Extracted records:
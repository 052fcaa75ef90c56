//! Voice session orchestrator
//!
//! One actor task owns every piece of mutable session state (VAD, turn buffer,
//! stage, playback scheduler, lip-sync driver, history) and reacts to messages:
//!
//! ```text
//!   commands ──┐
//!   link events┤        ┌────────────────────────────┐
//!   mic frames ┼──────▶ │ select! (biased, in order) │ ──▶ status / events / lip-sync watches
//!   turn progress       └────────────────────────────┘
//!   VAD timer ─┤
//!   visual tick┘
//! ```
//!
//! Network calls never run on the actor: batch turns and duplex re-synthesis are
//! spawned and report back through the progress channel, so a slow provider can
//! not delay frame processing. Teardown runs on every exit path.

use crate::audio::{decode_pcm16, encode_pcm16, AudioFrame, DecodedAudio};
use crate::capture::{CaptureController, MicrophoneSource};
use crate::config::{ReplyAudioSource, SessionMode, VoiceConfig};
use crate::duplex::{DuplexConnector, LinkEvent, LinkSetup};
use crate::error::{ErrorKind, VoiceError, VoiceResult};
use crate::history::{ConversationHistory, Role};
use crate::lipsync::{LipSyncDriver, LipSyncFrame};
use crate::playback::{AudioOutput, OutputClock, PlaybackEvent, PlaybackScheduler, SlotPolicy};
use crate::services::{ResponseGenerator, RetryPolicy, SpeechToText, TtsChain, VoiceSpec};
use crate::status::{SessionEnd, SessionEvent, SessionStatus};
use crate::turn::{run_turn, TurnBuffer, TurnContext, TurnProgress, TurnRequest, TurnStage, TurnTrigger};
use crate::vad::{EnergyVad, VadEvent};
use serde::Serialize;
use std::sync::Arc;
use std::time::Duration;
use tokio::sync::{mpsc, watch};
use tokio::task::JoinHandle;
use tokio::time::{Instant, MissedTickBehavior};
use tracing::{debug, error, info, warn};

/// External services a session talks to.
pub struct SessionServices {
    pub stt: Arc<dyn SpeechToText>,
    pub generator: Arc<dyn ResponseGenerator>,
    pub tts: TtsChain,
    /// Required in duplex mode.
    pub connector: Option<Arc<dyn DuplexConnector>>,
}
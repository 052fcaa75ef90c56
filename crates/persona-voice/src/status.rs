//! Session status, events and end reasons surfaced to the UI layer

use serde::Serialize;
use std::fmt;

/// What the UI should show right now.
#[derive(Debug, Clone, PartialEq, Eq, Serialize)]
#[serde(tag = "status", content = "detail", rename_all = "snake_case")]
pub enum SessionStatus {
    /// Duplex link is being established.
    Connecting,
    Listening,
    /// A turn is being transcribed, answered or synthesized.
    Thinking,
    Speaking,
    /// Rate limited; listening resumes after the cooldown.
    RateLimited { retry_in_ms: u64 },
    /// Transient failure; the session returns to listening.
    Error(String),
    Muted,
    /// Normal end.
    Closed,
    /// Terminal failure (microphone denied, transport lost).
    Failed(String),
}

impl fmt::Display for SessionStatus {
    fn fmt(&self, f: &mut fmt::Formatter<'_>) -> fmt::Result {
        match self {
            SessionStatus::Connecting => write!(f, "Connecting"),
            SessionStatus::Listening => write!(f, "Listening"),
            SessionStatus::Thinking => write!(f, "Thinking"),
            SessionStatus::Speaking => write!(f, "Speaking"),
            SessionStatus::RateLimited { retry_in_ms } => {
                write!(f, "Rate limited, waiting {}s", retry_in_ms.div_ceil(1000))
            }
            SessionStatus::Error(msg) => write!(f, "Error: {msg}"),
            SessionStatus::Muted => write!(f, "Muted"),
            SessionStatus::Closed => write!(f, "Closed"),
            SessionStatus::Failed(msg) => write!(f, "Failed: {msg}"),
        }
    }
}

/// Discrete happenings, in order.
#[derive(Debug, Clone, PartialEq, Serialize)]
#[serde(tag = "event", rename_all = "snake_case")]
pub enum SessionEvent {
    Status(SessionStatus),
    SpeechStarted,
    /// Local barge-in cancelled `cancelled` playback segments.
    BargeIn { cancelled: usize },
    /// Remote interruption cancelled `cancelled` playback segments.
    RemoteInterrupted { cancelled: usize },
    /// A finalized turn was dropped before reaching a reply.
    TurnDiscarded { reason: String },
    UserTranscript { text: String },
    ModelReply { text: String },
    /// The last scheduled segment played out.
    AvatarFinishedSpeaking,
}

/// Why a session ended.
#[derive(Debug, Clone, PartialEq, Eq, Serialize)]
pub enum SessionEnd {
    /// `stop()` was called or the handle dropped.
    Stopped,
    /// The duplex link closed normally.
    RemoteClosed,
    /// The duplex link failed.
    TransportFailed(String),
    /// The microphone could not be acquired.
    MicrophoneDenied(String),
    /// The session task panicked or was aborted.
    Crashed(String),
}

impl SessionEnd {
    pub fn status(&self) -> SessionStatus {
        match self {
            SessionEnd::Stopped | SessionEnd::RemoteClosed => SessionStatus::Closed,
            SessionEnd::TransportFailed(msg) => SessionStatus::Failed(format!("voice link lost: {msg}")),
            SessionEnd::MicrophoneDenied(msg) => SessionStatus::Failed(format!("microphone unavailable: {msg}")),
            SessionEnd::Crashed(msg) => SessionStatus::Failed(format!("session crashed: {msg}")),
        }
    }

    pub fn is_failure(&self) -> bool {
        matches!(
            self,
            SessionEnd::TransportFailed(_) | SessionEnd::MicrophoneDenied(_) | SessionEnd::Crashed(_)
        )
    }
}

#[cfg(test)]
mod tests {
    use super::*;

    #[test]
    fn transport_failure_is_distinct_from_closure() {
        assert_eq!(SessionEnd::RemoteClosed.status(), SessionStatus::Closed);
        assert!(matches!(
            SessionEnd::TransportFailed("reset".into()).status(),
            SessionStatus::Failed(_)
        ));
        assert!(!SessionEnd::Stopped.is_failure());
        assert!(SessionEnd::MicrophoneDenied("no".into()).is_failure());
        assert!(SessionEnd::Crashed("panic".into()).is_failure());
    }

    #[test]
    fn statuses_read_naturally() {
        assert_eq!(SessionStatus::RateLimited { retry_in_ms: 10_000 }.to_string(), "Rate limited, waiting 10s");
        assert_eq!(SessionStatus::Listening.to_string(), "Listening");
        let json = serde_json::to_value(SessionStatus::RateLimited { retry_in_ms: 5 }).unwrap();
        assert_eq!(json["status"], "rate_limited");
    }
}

TO DO >> Give the count of lines in the entries above that hold the word "ResponseGenerator", with no other words.

OUTPUT >> 2